The task:
Reproduce every entry exactly as written.

Stored data:
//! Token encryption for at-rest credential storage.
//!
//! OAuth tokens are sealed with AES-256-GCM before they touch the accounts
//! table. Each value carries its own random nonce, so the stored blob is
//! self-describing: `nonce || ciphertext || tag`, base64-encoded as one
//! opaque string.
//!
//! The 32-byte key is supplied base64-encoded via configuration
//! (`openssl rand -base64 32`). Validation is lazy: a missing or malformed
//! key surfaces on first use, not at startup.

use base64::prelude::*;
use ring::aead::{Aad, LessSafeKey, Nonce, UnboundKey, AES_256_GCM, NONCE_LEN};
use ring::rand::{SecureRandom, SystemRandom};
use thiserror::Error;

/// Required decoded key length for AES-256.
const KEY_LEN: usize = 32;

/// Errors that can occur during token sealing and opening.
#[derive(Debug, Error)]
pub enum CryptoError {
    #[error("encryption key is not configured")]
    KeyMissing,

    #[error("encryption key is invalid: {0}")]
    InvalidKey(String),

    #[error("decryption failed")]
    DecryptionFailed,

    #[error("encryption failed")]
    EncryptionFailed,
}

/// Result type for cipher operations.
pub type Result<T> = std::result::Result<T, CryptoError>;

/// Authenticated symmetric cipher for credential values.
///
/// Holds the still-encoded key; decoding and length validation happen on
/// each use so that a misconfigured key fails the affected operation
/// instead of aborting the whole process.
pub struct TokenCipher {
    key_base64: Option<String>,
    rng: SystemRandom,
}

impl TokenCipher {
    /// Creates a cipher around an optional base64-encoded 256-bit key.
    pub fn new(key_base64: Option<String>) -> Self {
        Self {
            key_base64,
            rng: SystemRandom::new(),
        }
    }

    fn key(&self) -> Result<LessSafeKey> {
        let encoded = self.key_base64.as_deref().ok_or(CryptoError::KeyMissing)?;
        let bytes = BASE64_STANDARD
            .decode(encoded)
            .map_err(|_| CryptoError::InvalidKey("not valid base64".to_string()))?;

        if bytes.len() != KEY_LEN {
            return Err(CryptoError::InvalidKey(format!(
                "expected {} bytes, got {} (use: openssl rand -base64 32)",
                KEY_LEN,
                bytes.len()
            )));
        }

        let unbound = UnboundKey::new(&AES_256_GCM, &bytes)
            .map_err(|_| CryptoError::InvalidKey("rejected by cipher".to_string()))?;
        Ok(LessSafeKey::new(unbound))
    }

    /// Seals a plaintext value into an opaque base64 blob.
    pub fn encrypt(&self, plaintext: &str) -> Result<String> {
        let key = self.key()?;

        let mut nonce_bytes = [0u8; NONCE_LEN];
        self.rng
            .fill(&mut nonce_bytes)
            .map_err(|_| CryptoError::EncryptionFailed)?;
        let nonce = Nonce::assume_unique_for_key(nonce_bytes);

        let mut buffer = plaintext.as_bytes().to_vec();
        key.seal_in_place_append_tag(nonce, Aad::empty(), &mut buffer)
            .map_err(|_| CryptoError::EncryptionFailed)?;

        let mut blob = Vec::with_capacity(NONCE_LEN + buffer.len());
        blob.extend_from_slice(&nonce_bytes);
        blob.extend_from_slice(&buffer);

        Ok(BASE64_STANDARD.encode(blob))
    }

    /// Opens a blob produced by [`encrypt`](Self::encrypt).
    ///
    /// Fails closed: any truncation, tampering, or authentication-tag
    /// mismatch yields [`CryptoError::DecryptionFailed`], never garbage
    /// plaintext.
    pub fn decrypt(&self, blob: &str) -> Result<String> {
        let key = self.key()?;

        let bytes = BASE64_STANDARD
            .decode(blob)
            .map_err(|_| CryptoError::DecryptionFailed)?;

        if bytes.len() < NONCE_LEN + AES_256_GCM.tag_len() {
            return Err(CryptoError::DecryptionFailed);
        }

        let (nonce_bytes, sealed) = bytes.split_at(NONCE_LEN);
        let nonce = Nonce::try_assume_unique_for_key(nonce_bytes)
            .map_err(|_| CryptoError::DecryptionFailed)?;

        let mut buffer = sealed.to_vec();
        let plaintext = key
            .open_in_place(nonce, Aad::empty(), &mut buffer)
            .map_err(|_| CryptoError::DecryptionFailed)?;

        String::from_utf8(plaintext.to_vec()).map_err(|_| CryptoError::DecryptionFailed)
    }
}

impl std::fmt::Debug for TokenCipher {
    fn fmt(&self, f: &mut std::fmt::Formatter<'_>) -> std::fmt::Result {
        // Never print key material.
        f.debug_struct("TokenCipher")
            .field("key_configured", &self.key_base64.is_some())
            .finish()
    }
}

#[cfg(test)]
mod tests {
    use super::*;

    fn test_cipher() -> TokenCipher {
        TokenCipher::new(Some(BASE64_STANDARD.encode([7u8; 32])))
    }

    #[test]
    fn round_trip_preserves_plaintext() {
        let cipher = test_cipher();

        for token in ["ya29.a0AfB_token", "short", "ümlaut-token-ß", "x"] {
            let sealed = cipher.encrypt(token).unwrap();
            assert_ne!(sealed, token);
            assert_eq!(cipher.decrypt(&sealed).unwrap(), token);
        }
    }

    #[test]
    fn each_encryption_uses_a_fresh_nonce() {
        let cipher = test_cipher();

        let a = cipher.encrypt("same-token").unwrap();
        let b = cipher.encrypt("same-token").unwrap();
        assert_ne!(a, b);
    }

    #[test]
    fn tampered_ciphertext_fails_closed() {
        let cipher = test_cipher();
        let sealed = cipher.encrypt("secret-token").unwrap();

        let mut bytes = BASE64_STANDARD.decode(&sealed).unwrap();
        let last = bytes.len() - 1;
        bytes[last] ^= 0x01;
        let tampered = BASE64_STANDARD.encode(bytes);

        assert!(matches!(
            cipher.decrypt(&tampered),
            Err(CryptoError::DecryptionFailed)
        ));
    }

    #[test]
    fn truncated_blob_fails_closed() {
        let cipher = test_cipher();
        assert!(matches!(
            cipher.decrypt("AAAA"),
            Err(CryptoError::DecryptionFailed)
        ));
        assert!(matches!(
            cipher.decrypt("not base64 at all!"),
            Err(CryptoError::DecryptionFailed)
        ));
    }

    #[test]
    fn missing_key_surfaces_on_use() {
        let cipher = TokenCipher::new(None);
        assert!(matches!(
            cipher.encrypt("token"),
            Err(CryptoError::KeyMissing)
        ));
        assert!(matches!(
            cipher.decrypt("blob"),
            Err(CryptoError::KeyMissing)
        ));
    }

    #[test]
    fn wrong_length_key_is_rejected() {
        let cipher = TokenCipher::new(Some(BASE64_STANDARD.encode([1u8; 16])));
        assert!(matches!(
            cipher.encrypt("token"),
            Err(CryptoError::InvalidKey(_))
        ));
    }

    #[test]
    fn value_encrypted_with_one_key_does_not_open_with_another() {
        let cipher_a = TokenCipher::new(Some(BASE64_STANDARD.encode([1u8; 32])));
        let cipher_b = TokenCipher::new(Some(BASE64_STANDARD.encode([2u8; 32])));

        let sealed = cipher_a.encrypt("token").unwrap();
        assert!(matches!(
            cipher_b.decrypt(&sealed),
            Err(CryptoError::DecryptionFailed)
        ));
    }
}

Result of this task:
//! Token encryption for at-rest credential storage.
//!
//! OAuth tokens are sealed with AES-256-GCM before they touch the accounts
//! table. Each value carries its own random nonce, so the stored blob is
//! self-describing: `nonce || ciphertext || tag`, base64-encoded as one
//! opaque string.
//!
//! The 32-byte key is supplied base64-encoded via configuration
//! (`openssl rand -base64 32`). Validation is lazy: a missing or malformed
//! key surfaces on first use, not at startup.

use base64::prelude::*;
use ring::aead::{Aad, LessSafeKey, Nonce, UnboundKey, AES_256_GCM, NONCE_LEN};
use ring::rand::{SecureRandom, SystemRandom};
use thiserror::Error;

/// Required decoded key length for AES-256.
const KEY_LEN: usize = 32;

/// Errors that can occur during token sealing and opening.
#[derive(Debug, Error)]
pub enum CryptoError {
    #[error("encryption key is not configured")]
    KeyMissing,

    #[error("encryption key is invalid: {0}")]
    InvalidKey(String),

    #[error("decryption failed")]
    DecryptionFailed,

    #[error("encryption failed")]
    EncryptionFailed,
}

/// Result type for cipher operations.
pub type Result<T> = std::result::Result<T, CryptoError>;

/// Authenticated symmetric cipher for credential values.
///
/// Holds the still-encoded key; decoding and length validation happen on
/// each use so that a misconfigured key fails the affected operation
/// instead of aborting the whole process.
pub struct TokenCipher {
    key_base64: Option<String>,
    rng: SystemRandom,
}

impl TokenCipher {
    /// Creates a cipher around an optional base64-encoded 256-bit key.
    pub fn new(key_base64: Option<String>) -> Self {
        Self {
            key_base64,
            rng: SystemRandom::new(),
        }
    }

    fn key(&self) -> Result<LessSafeKey> {
        let encoded = self.key_base64.as_deref().ok_or(CryptoError::KeyMissing)?;
        let bytes = BASE64_STANDARD
            .decode(encoded)
            .map_err(|_| CryptoError::InvalidKey("not valid base64".to_string()))?;

        if bytes.len() != KEY_LEN {
            return Err(CryptoError::InvalidKey(format!(
                "expected {} bytes, got {} (use: openssl rand -base64 32)",
                KEY_LEN,
                bytes.len()
            )));
        }

        let unbound = UnboundKey::new(&AES_256_GCM, &bytes)
            .map_err(|_| CryptoError::InvalidKey("rejected by cipher".to_string()))?;
        Ok(LessSafeKey::new(unbound))
    }

    /// Seals a plaintext value into an opaque base64 blob.
    pub fn encrypt(&self, plaintext: &str) -> Result<String> {
        let key = self.key()?;

        let mut nonce_bytes = [0u8; NONCE_LEN];
        self.rng
            .fill(&mut nonce_bytes)
            .map_err(|_| CryptoError::EncryptionFailed)?;
        let nonce = Nonce::assume_unique_for_key(nonce_bytes);

        let mut buffer = plaintext.as_bytes().to_vec();
        key.seal_in_place_append_tag(nonce, Aad::empty(), &mut buffer)
            .map_err(|_| CryptoError::EncryptionFailed)?;

        let mut blob = Vec::with_capacity(NONCE_LEN + buffer.len());
        blob.extend_from_slice(&nonce_bytes);
        blob.extend_from_slice(&buffer);

        Ok(BASE64_STANDARD.encode(blob))
    }

    /// Opens a blob produced by [`encrypt`](Self::encrypt).
    ///
    /// Fails closed: any truncation, tampering, or authentication-tag
    /// mismatch yields [`CryptoError::DecryptionFailed`], never garbage
    /// plaintext.
    pub fn decrypt(&self, blob: &str) -> Result<String> {
        let key = self.key()?;

        let bytes = BASE64_STANDARD
            .decode(blob)
            .map_err(|_| CryptoError::DecryptionFailed)?;

        if bytes.len() < NONCE_LEN + AES_256_GCM.tag_len() {
            return Err(CryptoError::DecryptionFailed);
        }

        let (nonce_bytes, sealed) = bytes.split_at(NONCE_LEN);
        let nonce = Nonce::try_assume_unique_for_key(nonce_bytes)
            .map_err(|_| CryptoError::DecryptionFailed)?;

        let mut buffer = sealed.to_vec();
        let plaintext = key
            .open_in_place(nonce, Aad::empty(), &mut buffer)
            .map_err(|_| CryptoError::DecryptionFailed)?;

        String::from_utf8(plaintext.to_vec()).map_err(|_| CryptoError::DecryptionFailed)
    }
}

impl std::fmt::Debug for TokenCipher {
    fn fmt(&self, f: &mut std::fmt::Formatter<'_>) -> std::fmt::Result {
        // Never print key material.
        f.debug_struct("TokenCipher")
            .field("key_configured", &self.key_base64.is_some())
            .finish()
    }
}

#[cfg(test)]
mod tests {
    use super::*;

    fn test_cipher() -> TokenCipher {
        TokenCipher::new(Some(BASE64_STANDARD.encode([7u8; 32])))
    }

    #[test]
    fn round_trip_preserves_plaintext() {
        let cipher = test_cipher();

        for token in ["ya29.a0AfB_token", "short", "ümlaut-token-ß", "x"] {
            let sealed = cipher.encrypt(token).unwrap();
            assert_ne!(sealed, token);
            assert_eq!(cipher.decrypt(&sealed).unwrap(), token);
        }
    }

    #[test]
    fn each_encryption_uses_a_fresh_nonce() {
        let cipher = test_cipher();

        let a = cipher.encrypt("same-token").unwrap();
        let b = cipher.encrypt("same-token").unwrap();
        assert_ne!(a, b);
    }

    #[test]
    fn tampered_ciphertext_fails_closed() {
        let cipher = test_cipher();
        let sealed = cipher.encrypt("secret-token").unwrap();

        let mut bytes = BASE64_STANDARD.decode(&sealed).unwrap();
        let last = bytes.len() - 1;
        bytes[last] ^= 0x01;
        let tampered = BASE64_STANDARD.encode(bytes);

        assert!(matches!(
            cipher.decrypt(&tampered),
            Err(CryptoError::DecryptionFailed)
        ));
    }

    #[test]
    fn truncated_blob_fails_closed() {
        let cipher = test_cipher();
        assert!(matches!(
            cipher.decrypt("AAAA"),
            Err(CryptoError::DecryptionFailed)
        ));
        assert!(matches!(
            cipher.decrypt("not base64 at all!"),
            Err(CryptoError::DecryptionFailed)
        ));
    }

    #[test]
    fn missing_key_surfaces_on_use() {
        let cipher = TokenCipher::new(None);
        assert!(matches!(
            cipher.encrypt("token"),
            Err(CryptoError::KeyMissing)
        ));
        assert!(matches!(
            cipher.decrypt("blob"),
            Err(CryptoError::KeyMissing)
        ));
    }

    #[test]
    fn wrong_length_key_is_rejected() {
        let cipher = TokenCipher::new(Some(BASE64_STANDARD.encode([1u8; 16])));
        assert!(matches!(
            cipher.encrypt("token"),
            Err(CryptoError::InvalidKey(_))
        ));
    }

    #[test]
    fn value_encrypted_with_one_key_does_not_open_with_another() {
        let cipher_a = TokenCipher::new(Some(BASE64_STANDARD.encode([1u8; 32])));
        let cipher_b = TokenCipher::new(Some(BASE64_STANDARD.encode([2u8; 32])));

        let sealed = cipher_a.encrypt("token").unwrap();
        assert!(matches!(
            cipher_b.decrypt(&sealed),
            Err(CryptoError::DecryptionFailed)
        ));
    }
}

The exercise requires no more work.